Hume Cronyn was the first Elmwood School boarder (at the time Elmwood was called Rockliffe Preparatory School) and boarded at Elmwood between 1917 and 1921. After leaving Elmwood, Cronyn went to Ridley College in St. Catharines, and McGill University in Montreal, where he became a member of The Kappa Alpha Society.
Early in life, Cronyn was an amateur featherweight boxer, having the skills to be nominated for the 1932 Canadian Olympic Boxing Team.
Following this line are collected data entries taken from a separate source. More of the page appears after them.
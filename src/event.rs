use crate::value::{Map, Value};
use std::collections::BTreeMap;

/// An immutable directive taken from document data.
#[derive(Debug, Clone, PartialEq)]
pub struct Action {
    info: Map,
}

/// What an action asks for, classified by its recognized key.
#[derive(Debug, Clone, Copy, PartialEq)]
pub enum Directive<'a> {
    Get(&'a Map),
    Post(&'a Map),
    Timer(&'a Map),
    Unrecognized,
}

impl Action {
    pub fn new(info: Map) -> Self {
        Self { info }
    }

    pub fn info(&self) -> &Map {
        &self.info
    }

    /// `get` wins over `post`, which wins over `timer`. A recognized key whose
    /// value is not a map does not count.
    pub fn directive(&self) -> Directive<'_> {
        if let Some(spec) = self.info.get("get").and_then(Value::as_map) {
            Directive::Get(spec)
        } else if let Some(spec) = self.info.get("post").and_then(Value::as_map) {
            Directive::Post(spec)
        } else if let Some(spec) = self.info.get("timer").and_then(Value::as_map) {
            Directive::Timer(spec)
        } else {
            Directive::Unrecognized
        }
    }
}

#[derive(Debug, Clone, Default, PartialEq)]
pub struct Event {
    pub params: Map,
    pub actions: Vec<Action>,
}

impl Event {
    fn parse(name: &str, info: &Map) -> Self {
        let params = info
            .get("params")
            .and_then(Value::as_map)
            .cloned()
            .unwrap_or_default();

        let actions = match info.get("actions") {
            Some(list) => list
                .as_list()
                .unwrap_or_default()
                .iter()
                .filter_map(|item| match item.as_map() {
                    Some(map) => Some(Action::new(map.clone())),
                    None => {
                        log::debug!("event {name}: skipping non-map action {item:?}");
                        None
                    }
                })
                .collect(),
            None => {
                let inline: Map = info
                    .iter()
                    .filter(|(k, _)| k.as_str() != "params")
                    .map(|(k, v)| (k.clone(), v.clone()))
                    .collect();
                if inline.is_empty() {
                    Vec::new()
                } else {
                    vec![Action::new(inline)]
                }
            }
        };

        Self { params, actions }
    }
}

/// Per-node registry of event name to params and actions. Built once, never mutated.
#[derive(Debug, Clone, Default, PartialEq)]
pub struct EventHandler {
    events: BTreeMap<String, Event>,
}

impl EventHandler {
    pub fn parse(events: &Value) -> Self {
        let Some(map) = events.as_map() else {
            return Self::default();
        };
        let events = map
            .iter()
            .filter_map(|(name, info)| {
                info.as_map()
                    .map(|info| (name.clone(), Event::parse(name, info)))
            })
            .collect();
        Self { events }
    }

    pub fn event(&self, name: &str) -> Option<&Event> {
        self.events.get(name)
    }

    pub fn actions_for(&self, name: &str) -> &[Action] {
        self.events
            .get(name)
            .map(|e| e.actions.as_slice())
            .unwrap_or_default()
    }

    pub fn names(&self) -> impl Iterator<Item = &str> {
        self.events.keys().map(String::as_str)
    }

    pub fn is_empty(&self) -> bool {
        self.events.is_empty()
    }
}
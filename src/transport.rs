use crate::error::{FetchError, Verb};
use crate::tree::NodeId;
use reqwest::Url;
use std::fmt;
use std::time::Duration;
use tokio::sync::mpsc::UnboundedSender;

#[derive(Debug)]
pub(crate) enum SignalKind {
    Response(Result<Vec<u8>, FetchError>),
    Tick,
    Abandoned,
}

#[derive(Debug)]
pub(crate) struct Signal {
    pub(crate) node: NodeId,
    pub(crate) kind: SignalKind,
}

/// Return path for one effect. Dropping it unanswered tells the engine the
/// effect is gone.
pub struct Reply {
    node: NodeId,
    tx: UnboundedSender<Signal>,
    settled: bool,
}

impl Reply {
    pub(crate) fn new(node: NodeId, tx: UnboundedSender<Signal>) -> Self {
        Self {
            node,
            tx,
            settled: false,
        }
    }

    pub fn node(&self) -> NodeId {
        self.node
    }

    fn send(&self, kind: SignalKind) {
        if self.tx.send(Signal { node: self.node, kind }).is_err() {
            log::debug!("engine gone; dropping signal for {}", self.node);
        }
    }

    pub fn respond(mut self, result: Result<Vec<u8>, FetchError>) {
        self.settled = true;
        self.send(SignalKind::Response(result));
    }

    /// Fires a repeating timer. The reply stays usable.
    pub fn tick(&self) {
        self.send(SignalKind::Tick);
    }

    pub fn fire(mut self) {
        self.settled = true;
        self.send(SignalKind::Tick);
    }
}

impl Drop for Reply {
    fn drop(&mut self) {
        if !self.settled {
            self.send(SignalKind::Abandoned);
        }
    }
}

impl fmt::Debug for Reply {
    fn fmt(&self, f: &mut fmt::Formatter<'_>) -> fmt::Result {
        f.debug_struct("Reply")
            .field("node", &self.node)
            .field("settled", &self.settled)
            .finish()
    }
}

#[derive(Default)]
pub struct Pending {
    abort: Option<Box<dyn FnOnce() + Send>>,
}

impl Pending {
    pub fn detached() -> Self {
        Self::default()
    }

    pub fn abortable(abort: impl FnOnce() + Send + 'static) -> Self {
        Self {
            abort: Some(Box::new(abort)),
        }
    }

    pub(crate) fn abort(self) {
        if let Some(abort) = self.abort {
            abort();
        }
    }
}

impl fmt::Debug for Pending {
    fn fmt(&self, f: &mut fmt::Formatter<'_>) -> fmt::Result {
        f.debug_struct("Pending")
            .field("abortable", &self.abort.is_some())
            .finish()
    }
}

#[derive(Debug, Clone, PartialEq)]
pub struct Request {
    pub verb: Verb,
    pub url: Url,
    pub headers: Vec<(String, String)>,
    pub body: Option<Vec<u8>>,
    pub bypass_cache: bool,
}

/// Fetches resources. Implementations must answer through `reply` exactly once
/// or drop it.
pub trait Transport {
    fn fetch(&self, request: Request, reply: Reply) -> Pending;
}

/// Schedules timer fires. One-shot schedules call [`Reply::fire`]; repeating
/// ones call [`Reply::tick`] until aborted.
pub trait Clock {
    fn schedule(&self, delay: Duration, repeats: bool, reply: Reply) -> Pending;
}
Subsequent to graduating from Ridley College, Cronyn switched majors, from pre-law to drama, while attending McGill University, and continued his acting studies thereafter, under Max Reinhardt and at the American Academy of Dramatic Arts. In 1934, he made his Broadway debut as a janitor in Hipper's Holiday and became known for his versatility, playing a number of different roles on stage. He won a Drama Desk Special Award in 1986. In 1990, he was awarded the National Medal of Arts.
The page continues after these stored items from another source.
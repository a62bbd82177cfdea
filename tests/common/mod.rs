#![allow(dead_code)]

use sceneweave::transport::{Clock, Pending, Reply, Request, Transport};
use sceneweave::{Delivery, Engine, Map, NodeId, Tree, Value, document};
use std::cell::RefCell;
use std::rc::Rc;
use std::sync::Arc;
use std::sync::atomic::{AtomicUsize, Ordering};
use std::time::Duration;

/// Transport that holds every request until the test answers it.
#[derive(Clone, Default)]
pub struct ManualTransport {
    requests: Rc<RefCell<Vec<(Request, Reply)>>>,
    pub aborted: Arc<AtomicUsize>,
}

impl ManualTransport {
    pub fn count(&self) -> usize {
        self.requests.borrow().len()
    }

    pub fn take(&self) -> Option<(Request, Reply)> {
        let mut requests = self.requests.borrow_mut();
        if requests.is_empty() {
            None
        } else {
            Some(requests.remove(0))
        }
    }

    /// Answers the oldest request with `body`.
    pub fn respond(&self, body: &str) -> Request {
        let (request, reply) = self.take().expect("no request to answer");
        reply.respond(Ok(body.as_bytes().to_vec()));
        request
    }
}

impl Transport for ManualTransport {
    fn fetch(&self, request: Request, reply: Reply) -> Pending {
        self.requests.borrow_mut().push((request, reply));
        let aborted = self.aborted.clone();
        Pending::abortable(move || {
            aborted.fetch_add(1, Ordering::SeqCst);
        })
    }
}

/// Clock whose timers only fire when the test says so.
#[derive(Clone, Default)]
pub struct ManualClock {
    timers: Rc<RefCell<Vec<(Duration, bool, Option<Reply>)>>>,
}

impl ManualClock {
    pub fn count(&self) -> usize {
        self.timers.borrow().len()
    }

    pub fn schedule_of(&self, index: usize) -> (Duration, bool) {
        let timers = self.timers.borrow();
        (timers[index].0, timers[index].1)
    }

    /// Fires timer `index`. One-shot timers give up their reply.
    pub fn fire(&self, index: usize) {
        let mut timers = self.timers.borrow_mut();
        let (_, repeats, reply) = &mut timers[index];
        if *repeats {
            if let Some(reply) = reply.as_ref() {
                reply.tick();
            }
        } else if let Some(reply) = reply.take() {
            reply.fire();
        }
    }

    /// Drops the reply for timer `index`, as an aborted timer task would.
    pub fn drop_reply(&self, index: usize) {
        self.timers.borrow_mut()[index].2 = None;
    }
}

impl Clock for ManualClock {
    fn schedule(&self, delay: Duration, repeats: bool, reply: Reply) -> Pending {
        self.timers.borrow_mut().push((delay, repeats, Some(reply)));
        Pending::detached()
    }
}

/// Engine over a parsed document, recording every delivered action.
pub struct Harness {
    pub engine: Engine,
    pub root: NodeId,
    pub transport: ManualTransport,
    pub clock: ManualClock,
    pub delivered: Rc<RefCell<Vec<(Delivery, Map)>>>,
}

impl Harness {
    pub fn new(json: serde_json::Value) -> Self {
        let (tree, root) = document::from_value(&Value::from(json)).expect("valid document");
        let transport = ManualTransport::default();
        let clock = ManualClock::default();
        let mut engine = Engine::new(tree, transport.clone(), clock.clone());

        let delivered: Rc<RefCell<Vec<(Delivery, Map)>>> = Rc::default();
        let sink = delivered.clone();
        engine.set_handler(move |tree: &Tree, delivery: &Delivery| {
            // Materialize the action's arguments the way a container would.
            let args = delivery
                .action
                .info()
                .values()
                .next()
                .and_then(Value::as_map)
                .map(|args| tree.evaluate(delivery.originator, args))
                .unwrap_or_default();
            sink.borrow_mut().push((delivery.clone(), args));
        });

        Self {
            engine,
            root,
            transport,
            clock,
            delivered,
        }
    }

    pub fn node(&self, name: &str) -> NodeId {
        self.engine.tree().find(name).expect("named node")
    }

    pub fn delivered_keys(&self) -> Vec<String> {
        self.delivered
            .borrow()
            .iter()
            .filter_map(|(d, _)| d.action.info().keys().next().cloned())
            .collect()
    }

    pub fn args(&self, index: usize) -> Map {
        self.delivered.borrow()[index].1.clone()
    }
}

pub fn map(json: serde_json::Value) -> Map {
    Value::from(json).as_map().cloned().unwrap_or_default()
}
use crate::error::Verb;
use crate::event::{Action, EventHandler};
use crate::tree::NodeId;
use crate::value::{Map, Value};
use std::fmt;
use std::time::Duration;

#[derive(Debug, Clone, PartialEq)]
pub enum Lookup {
    Delegate,
    Resolved(Option<Value>),
}

/// Hooks for node variants defined outside the engine (pages, text, images...).
pub trait NodeBehavior: fmt::Debug {
    fn property(&self, _originator: NodeId, _name: &str) -> Lookup {
        Lookup::Delegate
    }

    fn properties(&self, _originator: NodeId, _info: &Map) -> Lookup {
        Lookup::Delegate
    }

    /// Claims an application action that is bubbling through this node.
    fn accepts(&self, _action: &Action) -> bool {
        false
    }
}

#[derive(Debug, Clone, Copy, PartialEq, Eq)]
pub enum Phase {
    Created,
    Pending,
    Completed,
    Failed,
    Cancelled,
}

#[derive(Debug, Clone, PartialEq)]
pub struct RequestState {
    pub verb: Verb,
    pub url: Option<String>,
    pub phase: Phase,
    pub outstanding: bool,
    pub data: Option<Map>,
    pub params: Option<Map>,
}

impl RequestState {
    pub fn new(verb: Verb) -> Self {
        Self {
            verb,
            url: None,
            phase: Phase::Created,
            outstanding: false,
            data: None,
            params: None,
        }
    }
}

#[derive(Debug, Clone, PartialEq)]
pub struct TimerState {
    pub delay: Duration,
    pub repeats: bool,
    pub phase: Phase,
    pub outstanding: bool,
    pub fired: u64,
}

impl TimerState {
    pub fn new(delay: Duration, repeats: bool) -> Self {
        Self {
            delay,
            repeats,
            phase: Phase::Created,
            outstanding: false,
            fired: 0,
        }
    }
}

#[derive(Debug, Clone, PartialEq)]
pub enum NodeKind {
    Element(Map),
    Request(RequestState),
    Timer(TimerState),
}

impl NodeKind {
    pub fn phase(&self) -> Option<Phase> {
        match self {
            NodeKind::Element(_) => None,
            NodeKind::Request(r) => Some(r.phase),
            NodeKind::Timer(t) => Some(t.phase),
        }
    }

    pub fn outstanding(&self) -> bool {
        match self {
            NodeKind::Element(_) => false,
            NodeKind::Request(r) => r.outstanding,
            NodeKind::Timer(t) => t.outstanding,
        }
    }

    pub fn is_executor(&self) -> bool {
        !matches!(self, NodeKind::Element(_))
    }
}

#[derive(Debug)]
pub struct Node {
    pub id: NodeId,
    pub name: Option<String>,
    pub parent: Option<NodeId>,
    pub children: Vec<NodeId>,
    pub events: EventHandler,
    pub kind: NodeKind,
    pub behavior: Option<Box<dyn NodeBehavior>>,
    /// Live executor nodes whose parent is this node.
    pub dependents: usize,
}

impl Node {
    pub fn fields(&self) -> Option<&Map> {
        match &self.kind {
            NodeKind::Element(fields) => Some(fields),
            _ => None,
        }
    }

    pub fn request(&self) -> Option<&RequestState> {
        match &self.kind {
            NodeKind::Request(r) => Some(r),
            _ => None,
        }
    }

    pub fn timer(&self) -> Option<&TimerState> {
        match &self.kind {
            NodeKind::Timer(t) => Some(t),
            _ => None,
        }
    }
}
His first Hollywood film was Alfred Hitchcock's Shadow of a Doubt (1943). He later appeared in Hitchcock's Lifeboat (1944) and worked on the screenplays of Rope (1948) and Under Capricorn (1949). He was nominated for an Academy Award for best supporting actor for his performance inThe Seventh Cross (1944) and won a Tony Award for his performance as Polonius opposite Richard Burton's Hamlet (1964). Cronyn bought the screenplay What Nancy Wanted from Norma Barzman — later blacklisted with her husband Ben Barzman — with the idea of producing the film and starring Tandy. However, he sold the screenplay to RKO which later filmed it as The Locket (1946). Cronyn also made appearances in television,The Barbara Stanwyck Show, the Alfred Hitchcock Presents episode "Kill With Kindness" (1956) and Hawaii Five-O episodes "Over Fifty, Steal" (1970) and "Odd Man In" (1971).
In 1990 he won an Emmy award for his role in the TV Movie Age Old Friends.
Cronyn and Tandy
Cronyn married the actress Jessica Tandy in 1942, and appeared with her in many of their more memorable dramatic stage, film and TV outings, including The Green Years, The Seventh Cross, The Gin Game, Foxfire, *batteries not included, Cocoon and Cocoon: The Return.
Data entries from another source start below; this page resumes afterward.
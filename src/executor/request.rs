use crate::error::{EngineError, FetchError, Verb};
use crate::transport::Request;
use crate::value::{Map, PayloadError, Value};
use reqwest::Url;

/// Request-level settings shared by every Get and Post.
#[derive(Debug, Clone, PartialEq)]
pub struct RequestConfig {
    pub bypass_cache: bool,
    pub content_type: String,
}

impl Default for RequestConfig {
    fn default() -> Self {
        Self {
            bypass_cache: true,
            content_type: "application/json".to_string(),
        }
    }
}

/// Validates a get/post spec and builds the request. `evaluate` resolves
/// `valueOf` references against the owning node.
pub(crate) fn prepare(
    verb: Verb,
    spec: &Map,
    evaluate: impl Fn(&Map) -> Map,
    config: &RequestConfig,
) -> Result<Request, EngineError> {
    let source = match verb {
        Verb::Get => spec.get("source"),
        Verb::Post => spec.get("target").or_else(|| spec.get("source")),
    }
    .and_then(Value::as_map)
    .ok_or(EngineError::MissingSource(verb))?;

    let source = evaluate(source);
    let raw = source
        .get("url")
        .and_then(Value::as_str)
        .filter(|u| !u.is_empty())
        .ok_or(EngineError::InvalidUrl { verb, url: None })?;
    let url = Url::parse(raw).map_err(|_| EngineError::InvalidUrl {
        verb,
        url: Some(raw.to_string()),
    })?;

    let mut headers = Vec::new();
    let mut body = None;
    if verb == Verb::Post {
        let shape = |cause: String| EngineError::InvalidPayloadShape {
            verb,
            url: raw.to_string(),
            cause,
        };

        match spec.get("headers") {
            None => {}
            Some(Value::Map(map)) => {
                for (name, value) in map {
                    let value = value
                        .as_str()
                        .ok_or_else(|| shape(format!("header {name} is not a string")))?;
                    headers.push((name.clone(), value.to_string()));
                }
            }
            Some(_) => return Err(shape("headers must be a dictionary".to_string())),
        }

        let data = match spec.get("data") {
            None => Map::new(),
            Some(Value::Map(map)) => evaluate(map),
            Some(_) => return Err(shape("data must be a dictionary".to_string())),
        };
        let json = serde_json::to_vec(&Value::Map(data)).map_err(|e| shape(e.to_string()))?;
        if !headers
            .iter()
            .any(|(name, _)| name.eq_ignore_ascii_case("content-type"))
        {
            headers.push(("Content-Type".to_string(), config.content_type.clone()));
        }
        body = Some(json);
    }

    Ok(Request {
        verb,
        url,
        headers,
        body,
        bypass_cache: config.bypass_cache,
    })
}

/// Turns a transport answer into the exposed data of a request node.
pub(crate) fn decode(
    verb: Verb,
    url: &str,
    result: Result<Vec<u8>, FetchError>,
) -> Result<Map, EngineError> {
    let bytes = result.map_err(|cause| EngineError::FetchFailure {
        verb,
        url: url.to_string(),
        cause,
    })?;
    if verb == Verb::Post && bytes.iter().all(u8::is_ascii_whitespace) {
        return Ok(Map::new());
    }
    Value::object_from_slice(&bytes).map_err(|e: PayloadError| EngineError::InvalidPayload {
        verb,
        url: url.to_string(),
        cause: e.to_string(),
    })
}
//! Runtime configuration parsed from environment variables.

#[cfg(test)]
#[path = "config_test.rs"]
mod tests;

use std::time::Duration;

use crate::consts::{HEARTBEAT_INTERVAL, PEER_TIMEOUT};

/// Presence timing.
#[derive(Debug, Clone, Copy, PartialEq, Eq)]
pub struct PresenceConfig {
    /// Period between outgoing heartbeats.
    pub heartbeat_interval: Duration,
    /// Silence after which a peer is treated as departed.
    pub peer_timeout: Duration,
}

impl Default for PresenceConfig {
    fn default() -> Self {
        Self { heartbeat_interval: HEARTBEAT_INTERVAL, peer_timeout: PEER_TIMEOUT }
    }
}

impl PresenceConfig {
    /// Build presence timing from environment variables.
    ///
    /// Optional:
    /// - `PRESENCE_HEARTBEAT_MS`: default 5000
    /// - `PRESENCE_TIMEOUT_MS`: default 11000
    ///
    /// A zero heartbeat period falls back to the default.
    #[must_use]
    pub fn from_env() -> Self {
        Self::from_lookup(|key| std::env::var(key))
    }

    fn from_lookup<F, E>(lookup: F) -> Self
    where
        F: Fn(&str) -> Result<String, E>,
    {
        let defaults = Self::default();
        let heartbeat_ms = env_parse(&lookup, "PRESENCE_HEARTBEAT_MS", duration_ms(defaults.heartbeat_interval));
        let timeout_ms = env_parse(&lookup, "PRESENCE_TIMEOUT_MS", duration_ms(defaults.peer_timeout));
        Self {
            heartbeat_interval: if heartbeat_ms == 0 {
                defaults.heartbeat_interval
            } else {
                Duration::from_millis(heartbeat_ms)
            },
            peer_timeout: Duration::from_millis(timeout_ms),
        }
    }
}

#[allow(clippy::cast_possible_truncation)]
fn duration_ms(d: Duration) -> u64 {
    d.as_millis() as u64
}

pub(crate) fn env_parse<T, F, E>(lookup: &F, key: &str, default: T) -> T
where
    T: std::str::FromStr + Copy,
    F: Fn(&str) -> Result<String, E>,
{
    match lookup(key) {
        Ok(raw) => raw.trim().parse::<T>().unwrap_or(default),
        Err(_) => default,
    }
}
The couple starred in a short-lived (1953–1954) radio series, The Marriage (based on their earlier Broadway play, The Fourposter), playing New York attorney Ben Marriott and his wife, former fashion buyer Liz, struggling with her switch to domestic life and their raising an awkward teenage daughter (future soap opera star Denise Alexander). The show was scheduled to move from radio to television, with Cronyn producing as well as acting in the show. However, Tandy suffered a miscarriage and the show's debut was delayed a week. The series premiered in July 1958 to "warm and enthusiastic reviews." It ran one season.
The couple had a daughter, Tandy, and a son, Christopher. Cronyn and Tandy lived on Children's Bay Cay in the Bahamas, then at a lakeside estate in Pound Ridge, New York, and, finally, in Easton, Connecticut, in a two-story Dutch colonial house on five acres. Jessica Tandy died in 1994.
After he was widowed, Cronyn married author/playwright Susan Cooper (with whom he had co-written Foxfire) in July 1996. His 1991 autobiography was titled A Terrible Liar).
In 1988, he was made an Officer of the Order of Canada. Cronyn was inducted into Canada's Walk of Fame in 1999. He died in 2003 of prostate cancer, aged 91.